Child-care centres should stay open; Even without formally certified staff, daycares offer kids more safety than none at all
Times Colonist (Victoria)
31 Oct 2007

There's is something wrongheaded in health officials' willingness to force a child-care centre to close because it can't find enough staff with the required certification.

The objective is ensuring the safety of children.

But if the Fernwood Community Centre's infant and toddler centre is forced to shut its doors by Vancouver Island Health Authority inspectors, where will the 20 children currently receiving care end up?

Given the acute shortage of child-care spaces many will end up in unlicensed care, taken in by a neighbour or relative. Their safety will certainly not be ensured; in some cases it could be at greater risk.

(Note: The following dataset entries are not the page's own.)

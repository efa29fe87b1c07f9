use anyhow::{Result, anyhow};
use isolang::Language;

/// Language utilities for ISO language code handling
///
/// Target codes are passed to providers verbatim, so region-qualified codes
/// such as `zh-CN` or `pt_BR` are accepted as long as their primary subtag
/// is a valid ISO 639-1 or ISO 639-2 code.
/// Language code type
#[derive(Debug, Clone, Copy, PartialEq, Eq)]
pub enum LanguageCodeType {
    /// ISO 639-1 (2-letter) code
    Part1,
    /// ISO 639-2/T (3-letter) code
    Part2T,
    /// ISO 639-2/B (3-letter) code
    Part2B,
}

/// ISO 639-2/B codes that differ from their ISO 639-2/T form
const PART2B_TO_PART2T: &[(&str, &str)] = &[
    ("fre", "fra"),
    ("ger", "deu"),
    ("dut", "nld"),
    ("gre", "ell"),
    ("chi", "zho"),
    ("cze", "ces"),
    ("ice", "isl"),
    ("alb", "sqi"),
    ("arm", "hye"),
    ("baq", "eus"),
    ("bur", "mya"),
    ("per", "fas"),
    ("geo", "kat"),
    ("may", "msa"),
    ("mac", "mkd"),
    ("rum", "ron"),
    ("slo", "slk"),
    ("wel", "cym"),
];

/// Strip a region or script suffix (`zh-CN` -> `zh`, `pt_BR` -> `pt`)
pub fn primary_subtag(code: &str) -> String {
    code.trim()
        .split(['-', '_'])
        .next()
        .unwrap_or_default()
        .to_lowercase()
}

fn part2b_to_part2t(code: &str) -> Option<&'static str> {
    PART2B_TO_PART2T
        .iter()
        .find(|(b, _)| *b == code)
        .map(|(_, t)| *t)
}

/// Validate if a language code is a valid ISO 639-1 or ISO 639-2 code
pub fn validate_language_code(code: &str) -> Result<LanguageCodeType> {
    let normalized_code = primary_subtag(code);

    if normalized_code.len() == 2 {
        if Language::from_639_1(&normalized_code).is_some() {
            return Ok(LanguageCodeType::Part1);
        }
    } else if normalized_code.len() == 3 {
        if Language::from_639_3(&normalized_code).is_some() {
            return Ok(LanguageCodeType::Part2T);
        }

        if part2b_to_part2t(&normalized_code).is_some() {
            return Ok(LanguageCodeType::Part2B);
        }
    }

    Err(anyhow!("Invalid language code: {}", code))
}

/// Normalize a language code to ISO 639-2/T (3-letter) format
pub fn normalize_to_part2t(code: &str) -> Result<String> {
    let normalized_code = primary_subtag(code);

    if normalized_code.len() == 2 {
        if let Some(lang) = Language::from_639_1(&normalized_code) {
            return Ok(lang.to_639_3().to_string());
        }
    } else if normalized_code.len() == 3 {
        if Language::from_639_3(&normalized_code).is_some() {
            return Ok(normalized_code);
        }

        if let Some(part2t) = part2b_to_part2t(&normalized_code) {
            return Ok(part2t.to_string());
        }
    }

    Err(anyhow!("Cannot normalize invalid language code: {}", code))
}

/// Get the language name from a code
pub fn get_language_name(code: &str) -> Result<String> {
    let normalized = normalize_to_part2t(code)?;
    let lang = Language::from_639_3(&normalized)
        .ok_or_else(|| anyhow!("Failed to get language from code: {}", normalized))?;

    Ok(lang.to_name().to_string())
}

/// Language name for prompts, falling back to the raw code
pub fn display_name(code: &str) -> String {
    get_language_name(code).unwrap_or_else(|_| code.to_string())
}
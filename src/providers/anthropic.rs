use async_trait::async_trait;
use log::error;
use reqwest::{Client, StatusCode};
use serde::{Deserialize, Serialize};
use std::time::Duration;

use crate::errors::ProviderError;
use crate::providers::{Provider, render_system_prompt};

/// Upper bound on generated tokens for one cell
const MAX_OUTPUT_TOKENS: u32 = 4096;

/// Anthropic client for interacting with Anthropic API
#[derive(Debug)]
pub struct Anthropic {
    /// HTTP client for API requests
    client: Client,
    /// API key for authentication
    api_key: String,
    /// API endpoint URL (optional, defaults to public API)
    endpoint: String,
    /// Model name
    model: String,
    /// System prompt template
    system_prompt: String,
    /// Sampling temperature
    temperature: f32,
}

/// Anthropic message request
#[derive(Debug, Serialize)]
pub struct AnthropicRequest {
    /// The model to use
    model: String,

    /// The messages for the conversation
    messages: Vec<AnthropicMessage>,

    /// System prompt to guide the AI
    #[serde(skip_serializing_if = "Option::is_none")]
    system: Option<String>,

    /// Temperature for generation
    #[serde(skip_serializing_if = "Option::is_none")]
    temperature: Option<f32>,

    /// Maximum number of tokens to generate
    max_tokens: u32,
}

/// Anthropic message format
#[derive(Debug, Serialize, Deserialize)]
pub struct AnthropicMessage {
    /// Role of the message sender (user, assistant)
    pub role: String,

    /// Content of the message
    pub content: String,
}

/// Token usage information
#[derive(Debug, Deserialize)]
pub struct TokenUsage {
    /// Number of input tokens
    pub input_tokens: u32,
    /// Number of output tokens
    pub output_tokens: u32,
}

/// Anthropic response
#[derive(Debug, Deserialize)]
pub struct AnthropicResponse {
    /// The content of the response
    pub content: Vec<AnthropicContent>,
    /// Token usage information
    pub usage: TokenUsage,
}

/// Individual content block in an Anthropic response
#[derive(Debug, Deserialize)]
pub struct AnthropicContent {
    /// The type of content
    #[serde(rename = "type")]
    pub content_type: String,

    /// The actual text content
    #[serde(default)]
    pub text: String,
}

impl AnthropicRequest {
    /// Create a new Anthropic request
    pub fn new(model: impl Into<String>, max_tokens: u32) -> Self {
        Self {
            model: model.into(),
            messages: Vec::new(),
            system: None,
            temperature: None,
            max_tokens,
        }
    }

    /// Add a message to the request
    pub fn add_message(mut self, role: impl Into<String>, content: impl Into<String>) -> Self {
        self.messages.push(AnthropicMessage {
            role: role.into(),
            content: content.into(),
        });
        self
    }

    /// Set the system prompt
    pub fn system(mut self, system: impl Into<String>) -> Self {
        self.system = Some(system.into());
        self
    }

    /// Set the temperature
    pub fn temperature(mut self, temperature: f32) -> Self {
        self.temperature = Some(temperature);
        self
    }
}

impl Anthropic {
    /// Create a new Anthropic client
    pub fn new_with_config(
        api_key: impl Into<String>,
        endpoint: impl Into<String>,
        model: impl Into<String>,
        timeout_secs: u64,
        system_prompt: impl Into<String>,
        temperature: f32,
    ) -> Self {
        Self {
            client: Client::builder()
                .timeout(Duration::from_secs(timeout_secs))
                .build()
                .unwrap_or_default(),
            api_key: api_key.into(),
            endpoint: endpoint.into(),
            model: model.into(),
            system_prompt: system_prompt.into(),
            temperature,
        }
    }

    fn messages_url(&self) -> String {
        if self.endpoint.is_empty() {
            "https://api.anthropic.com/v1/messages".to_string()
        } else {
            format!("{}/v1/messages", self.endpoint.trim_end_matches('/'))
        }
    }

    /// Complete a messages request
    pub async fn complete(&self, request: AnthropicRequest) -> Result<AnthropicResponse, ProviderError> {
        let response = self
            .client
            .post(self.messages_url())
            .header("Content-Type", "application/json")
            .header("x-api-key", &self.api_key)
            .header("anthropic-version", "2023-06-01")
            .json(&request)
            .send()
            .await?;

        let status = response.status();
        if !status.is_success() {
            let error_text = response
                .text()
                .await
                .unwrap_or_else(|_| "Failed to get error response text".to_string());
            error!("Anthropic API error ({}): {}", status, error_text);

            return Err(match status {
                StatusCode::UNAUTHORIZED | StatusCode::FORBIDDEN => {
                    ProviderError::AuthenticationError(error_text)
                }
                StatusCode::TOO_MANY_REQUESTS => ProviderError::RateLimitExceeded(error_text),
                _ => ProviderError::ApiError {
                    status_code: status.as_u16(),
                    message: error_text,
                },
            });
        }

        response
            .json::<AnthropicResponse>()
            .await
            .map_err(|e| ProviderError::ParseError(e.to_string()))
    }

    /// Extract text from Anthropic response
    pub fn extract_text_from_response(response: &AnthropicResponse) -> String {
        response
            .content
            .iter()
            .filter(|c| c.content_type == "text")
            .map(|c| c.text.as_str())
            .collect()
    }
}

#[async_trait]
impl Provider for Anthropic {
    fn name(&self) -> &str {
        "anthropic"
    }

    async fn translate(
        &self,
        text: &str,
        source_language: &str,
        target_language: &str,
    ) -> Result<String, ProviderError> {
        let request = AnthropicRequest::new(&self.model, MAX_OUTPUT_TOKENS)
            .system(render_system_prompt(&self.system_prompt, source_language, target_language))
            .add_message("user", text)
            .temperature(self.temperature);

        let response = self.complete(request).await?;
        Ok(Self::extract_text_from_response(&response).trim().to_string())
    }
}
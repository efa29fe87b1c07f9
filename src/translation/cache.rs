/*!
 * Translation caching functionality.
 *
 * Question sheets repeat themselves; identical marker texts are sent to the
 * provider once per run. Only successful translations are stored.
 */

use std::collections::HashMap;
use std::sync::Arc;
use parking_lot::RwLock;
use log::debug;

/// Cache key combining source text, source language, and target language
#[derive(Debug, Clone, PartialEq, Eq, Hash)]
struct CacheKey {
    /// Source text to translate
    source_text: String,

    /// Source language code
    source_language: String,

    /// Target language code
    target_language: String,
}

impl CacheKey {
    fn new(source_text: &str, source_language: &str, target_language: &str) -> Self {
        Self {
            source_text: source_text.to_string(),
            source_language: source_language.to_string(),
            target_language: target_language.to_string(),
        }
    }
}

/// Hit/miss counters
#[derive(Debug, Clone, Copy, Default, PartialEq, Eq)]
pub struct CacheStats {
    pub hits: usize,
    pub misses: usize,
}

impl CacheStats {
    pub fn hit_rate(&self) -> f64 {
        let total = self.hits + self.misses;
        if total > 0 {
            self.hits as f64 / total as f64
        } else {
            0.0
        }
    }
}

/// Translation cache for storing and retrieving translations
#[derive(Debug, Clone)]
pub struct TranslationCache {
    /// Internal cache storage
    cache: Arc<RwLock<HashMap<CacheKey, String>>>,

    /// Hit and miss counters
    stats: Arc<RwLock<CacheStats>>,

    /// Whether caching is enabled
    enabled: bool,
}

impl TranslationCache {
    /// Create a new translation cache
    pub fn new(enabled: bool) -> Self {
        Self {
            cache: Arc::new(RwLock::new(HashMap::new())),
            stats: Arc::new(RwLock::new(CacheStats::default())),
            enabled,
        }
    }

    /// Get a translation from the cache
    pub fn get(&self, source_text: &str, source_language: &str, target_language: &str) -> Option<String> {
        if !self.enabled {
            return None;
        }

        let key = CacheKey::new(source_text, source_language, target_language);
        let found = self.cache.read().get(&key).cloned();

        let mut stats = self.stats.write();
        if found.is_some() {
            stats.hits += 1;
            debug!("Cache hit for '{}' ({} -> {})",
                   truncate_text(source_text, 30),
                   source_language,
                   target_language);
        } else {
            stats.misses += 1;
        }

        found
    }

    /// Store a translation in the cache
    pub fn store(&self, source_text: &str, source_language: &str, target_language: &str, translation: &str) {
        if !self.enabled {
            return;
        }

        let key = CacheKey::new(source_text, source_language, target_language);
        self.cache.write().insert(key, translation.to_string());
    }

    /// Get cache statistics
    pub fn stats(&self) -> CacheStats {
        *self.stats.read()
    }

    /// Get the number of entries in the cache
    pub fn len(&self) -> usize {
        self.cache.read().len()
    }

    /// Check if the cache is empty
    pub fn is_empty(&self) -> bool {
        self.cache.read().is_empty()
    }

    /// Check if the cache is enabled
    pub fn is_enabled(&self) -> bool {
        self.enabled
    }
}

impl Default for TranslationCache {
    fn default() -> Self {
        Self::new(true)
    }
}

/// Truncate text to a maximum number of characters with ellipsis
fn truncate_text(text: &str, max_chars: usize) -> String {
    if text.chars().count() <= max_chars {
        text.to_string()
    } else {
        let truncated: String = text.chars().take(max_chars).collect();
        format!("{}...", truncated)
    }
}
//! CSV import/export

use csv::{ReaderBuilder, WriterBuilder};
use std::path::Path;

use super::{CellValue, Table};
use crate::errors::TableError;

/// Sheet name given to tables loaded from CSV
const CSV_SHEET_NAME: &str = "Sheet1";

/// Classify a raw CSV field.
///
/// Numeric fields are kept verbatim as `Other` so they are neither translated
/// nor reformatted on output. Words like `NaN` or `Infinity` stay text.
pub fn classify_field(field: &str) -> CellValue {
    if field.is_empty() {
        CellValue::Empty
    } else if is_numeric(field) {
        CellValue::Other(field.to_string())
    } else {
        CellValue::Text(field.to_string())
    }
}

fn is_numeric(field: &str) -> bool {
    let trimmed = field.trim();
    trimmed.bytes().any(|b| b.is_ascii_digit())
        && trimmed.parse::<f64>().is_ok_and(|number| number.is_finite())
}

/// Read a CSV file with a header row
pub fn read_csv<P: AsRef<Path>>(path: P) -> Result<Table, TableError> {
    let path = path.as_ref();
    let mut reader = ReaderBuilder::new()
        .has_headers(true)
        .flexible(true)
        .from_path(path)
        .map_err(|e| TableError::Open {
            path: path.display().to_string(),
            message: e.to_string(),
        })?;

    let headers = reader.headers()?.iter().map(str::to_string).collect();
    let mut table = Table::new(CSV_SHEET_NAME, headers);

    for record in reader.records() {
        let record = record?;
        table.push_row(record.iter().map(classify_field).collect());
    }

    Ok(table)
}

/// Write a table as CSV with a header row
pub fn write_csv<P: AsRef<Path>>(table: &Table, path: P) -> Result<(), TableError> {
    let mut writer = WriterBuilder::new().flexible(true).from_path(path.as_ref())?;

    writer.write_record(&table.headers)?;
    for row in &table.rows {
        writer.write_record(row.iter().map(|cell| cell.to_string()))?;
    }

    writer.flush()?;
    Ok(())
}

Child-care standards are important. But so is common sense. And if licensed child-care centres are unable to meet the current standards because staff can't be found, compromise makes sense. …

The Fernwood centre, like many, is struggling to find staff with the required early childhood education certification. Limited provincial child-care funding means it can pay $14 to $18 an hour, not enough to attract qualified applicants.

So the centre applied for exemptions that would allow five staff -- including two qualified to teach in elementary schools -- to work without the formal qualifications. VIHA would only allow one exemption. The lack of certified staff would mean an increased risk to children, it said.

The authority has a serious responsibility to ensure safety. But it also should assess risk reasonably and in light of the likely alternatives. Is no care really better than an efficient, well-run centre, even if some staff lack proper formal qualifications?

The Fernwood centre …. has a waiting list of 375 families. Across B.C. there are 82,000 spaces -- about four per cent more than there were six years ago. But 11,000 families are on waiting lists seeking care for their children.

There's little hope for parents in the near term. The B.C. government plans to add 2,000 spaces over the next three years, still far short of supply. Hopes of faster progress were shattered when the Harper government reneged on the federal child-care commitment, cutting funding to B.C. by about $120 million a year.

Given the current bleak realities for parents, the emphasis should be on keeping centres open. That means VIHA and other licensing agencies should focus on whether centres can operate safely, not on whether staff have the appropriate certificates.